At first, it’s less evident as V focuses on figuring things out and is not ready to accept that they are now chained to their fate. However, as they move through quests and conversations, reality starts setting in. One such instance is on a holo call with Judy where she discusses the relationship people used to have in the past with the dead. Although she didn’t mean it in a way relating to V, it starts building blocks of V as a walking corpse.
– Judy Alvarez
“Once upon a time, people were talking to graves & nobody batted an eyelid, right?”
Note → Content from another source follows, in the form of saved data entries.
use serde_json::json;

use super::*;
use crate::trace::{BarOptions, bar};

fn trace() -> Trace {
    bar([1], [2], &BarOptions::default()).unwrap()
}

fn titled(text: &str) -> Figure {
    let layout = Layout::from_value(json!({"title": {"text": text}})).unwrap();
    Figure::new(vec![trace()], layout)
}

fn domain(layout: &Layout, key: &str) -> (f64, f64) {
    let domain = layout.get_path(&[key, "domain"]).unwrap();
    (domain[0].as_f64().unwrap(), domain[1].as_f64().unwrap())
}

fn approx(actual: (f64, f64), expected: (f64, f64)) {
    assert!(
        (actual.0 - expected.0).abs() < 1e-9 && (actual.1 - expected.1).abs() < 1e-9,
        "{actual:?} != {expected:?}"
    );
}

#[test]
fn axis_ids_omit_first_index() {
    assert_eq!(axis_id('x', 1), "x");
    assert_eq!(axis_id('y', 3), "y3");
    assert_eq!(axis_key('x', 1), "xaxis");
    assert_eq!(axis_key('y', 2), "yaxis2");
}

#[test]
fn domains_fill_unit_interval_with_gaps() {
    let d = domains(&[1.0, 1.0], 0.1);
    approx(d[0], (0.0, 0.45));
    approx(d[1], (0.55, 1.0));

    let d = domains(&[3.0, 1.0], 0.0);
    approx(d[0], (0.0, 0.75));
    approx(d[1], (0.75, 1.0));
}

#[test]
fn lays_out_rows_top_down() {
    let fig = figure_mult(vec![trace(), trace(), trace()], &SubplotOptions::default()).unwrap();
    let layout = fig.layout();

    approx(domain(layout, "xaxis"), (0.0, 0.45));
    approx(domain(layout, "xaxis2"), (0.55, 1.0));
    approx(domain(layout, "yaxis"), (0.6, 1.0));
    approx(domain(layout, "yaxis3"), (0.0, 0.4));
    // The empty fourth cell still gets axes.
    assert!(layout.get("xaxis4").is_some());
    assert_eq!(layout.get_path(&["xaxis3", "anchor"]), Some(&json!("y3")));
}

#[test]
fn assigns_traces_to_their_cell() {
    let fig = figure_mult(vec![trace(), trace()], &SubplotOptions::default()).unwrap();

    assert_eq!(fig.traces()[0].get("xaxis"), Some(&json!("x")));
    assert_eq!(fig.traces()[1].get("xaxis"), Some(&json!("x2")));
    assert_eq!(fig.traces()[1].get("yaxis"), Some(&json!("y2")));
}

#[test]
fn shares_x_axes_within_columns() {
    let options = SubplotOptions {
        shared_xaxes: SharedAxes::Columns,
        ..Default::default()
    };
    let fig = figure_mult(vec![trace(), trace(), trace(), trace()], &options).unwrap();
    let layout = fig.layout();

    assert_eq!(layout.get_path(&["xaxis", "matches"]), Some(&json!("x3")));
    assert_eq!(layout.get_path(&["xaxis", "showticklabels"]), Some(&json!(false)));
    assert_eq!(layout.get_path(&["xaxis3", "matches"]), None);
    assert_eq!(layout.get_path(&["xaxis3", "showticklabels"]), None);
    assert_eq!(layout.get_path(&["yaxis2", "matches"]), None);
}

#[test]
fn shares_y_axes_within_rows() {
    let options = SubplotOptions {
        shared_yaxes: SharedAxes::Rows,
        ..Default::default()
    };
    let fig = figure_mult(vec![trace(), trace()], &options).unwrap();
    let layout = fig.layout();

    assert_eq!(layout.get_path(&["yaxis2", "matches"]), Some(&json!("y")));
    assert_eq!(layout.get_path(&["yaxis2", "showticklabels"]), Some(&json!(false)));
    assert_eq!(layout.get_path(&["yaxis", "matches"]), None);
}

#[test]
fn collects_subplot_titles() {
    let fig = figure_mult(
        vec![SubplotItem::from(titled("left")), SubplotItem::from(trace())],
        &SubplotOptions::default(),
    )
    .unwrap();

    let annotations = fig.layout().get("annotations").unwrap().as_array().unwrap();
    assert_eq!(annotations.len(), 1);
    assert_eq!(annotations[0]["text"], json!("left"));
    assert_eq!(annotations[0]["xref"], json!("paper"));
    assert!((annotations[0]["x"].as_f64().unwrap() - 0.225).abs() < 1e-9);
}

#[test]
fn omits_titles_when_none_given() {
    let fig = figure_mult(vec![trace()], &SubplotOptions::default()).unwrap();
    assert_eq!(fig.layout().get("annotations"), None);
}

#[test]
fn copies_cell_axis_options_and_retargets_anchors() {
    let layout = Layout::from_value(json!({
        "xaxis": {"title": {"text": "time"}},
        "yaxis": {"scaleanchor": "x"},
    }))
    .unwrap();
    let fig = figure_mult(
        vec![SubplotItem::from(trace()), Figure::new(vec![trace()], layout).into()],
        &SubplotOptions::default(),
    )
    .unwrap();
    let merged = fig.layout();

    assert_eq!(merged.get_path(&["xaxis2", "title", "text"]), Some(&json!("time")));
    assert_eq!(merged.get_path(&["xaxis2", "anchor"]), Some(&json!("y2")));
    assert_eq!(merged.get_path(&["yaxis2", "scaleanchor"]), Some(&json!("x2")));
}

#[test]
fn reanchors_layout_images() {
    let mut fig = Figure::new(vec![trace()], Layout::new());
    fig.add_layout_image(
        json!({"source": "a.png", "xref": "x", "yref": "y"})
            .as_object()
            .cloned()
            .unwrap(),
    );
    let merged = figure_mult(
        vec![SubplotItem::from(trace()), fig.into()],
        &SubplotOptions::default(),
    )
    .unwrap();

    let images = merged.layout().get("images").unwrap();
    assert_eq!(images[0]["xref"], json!("x2"));
    assert_eq!(images[0]["yref"], json!("y2"));
    assert_eq!(images[0]["source"], json!("a.png"));
}

#[test]
fn overall_layout_wins_and_is_autoscaled() {
    let options = SubplotOptions {
        layout: Some(Layout::from_value(json!({"width": 1000, "height": 500})).unwrap()),
        ..Default::default()
    };
    let fig = figure_mult(vec![trace()], &options).unwrap();
    let layout = fig.layout();

    assert_eq!(layout.width(), Some(1000.0));
    assert_eq!(layout.get_path(&["font", "size"]), Some(&json!(28.0)));
}

#[test]
fn rejects_bad_grids() {
    assert!(matches!(
        figure_mult(Vec::<Trace>::new(), &SubplotOptions::default()),
        Err(PlotlyLightError::EmptyData)
    ));

    let zero_cols = SubplotOptions {
        n_col: 0,
        ..Default::default()
    };
    assert!(figure_mult(vec![trace()], &zero_cols).is_err());

    let crowded = SubplotOptions {
        n_col: 1,
        vertical_spacing: 0.5,
        ..Default::default()
    };
    assert!(figure_mult(vec![trace(), trace(), trace()], &crowded).is_err());

    let widths = SubplotOptions {
        col_widths: Some(vec![1.0]),
        ..Default::default()
    };
    assert!(figure_mult(vec![trace()], &widths).is_err());
}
The part of the game that really drives this home though is when V is on the hunt for Evelyn Parker, a doll that was part of the job that turned V’s life on its head. As part of this, they go to Clouds, the establishment she was employed at. Although they don’t find Evelyn there, his search leads them to spending some time with another doll – in my case, it was Skye, but that may differ on playthroughs depending on V’s gender. As part of the experience, the doll downloads the user’s psyche, making them the person who understands V the most, perhaps even more than himself. She understands V’s fears and his sudden shift in perspective about life and death.
– Skye
“Fear isn’t a weakness. It’s there to protect you.”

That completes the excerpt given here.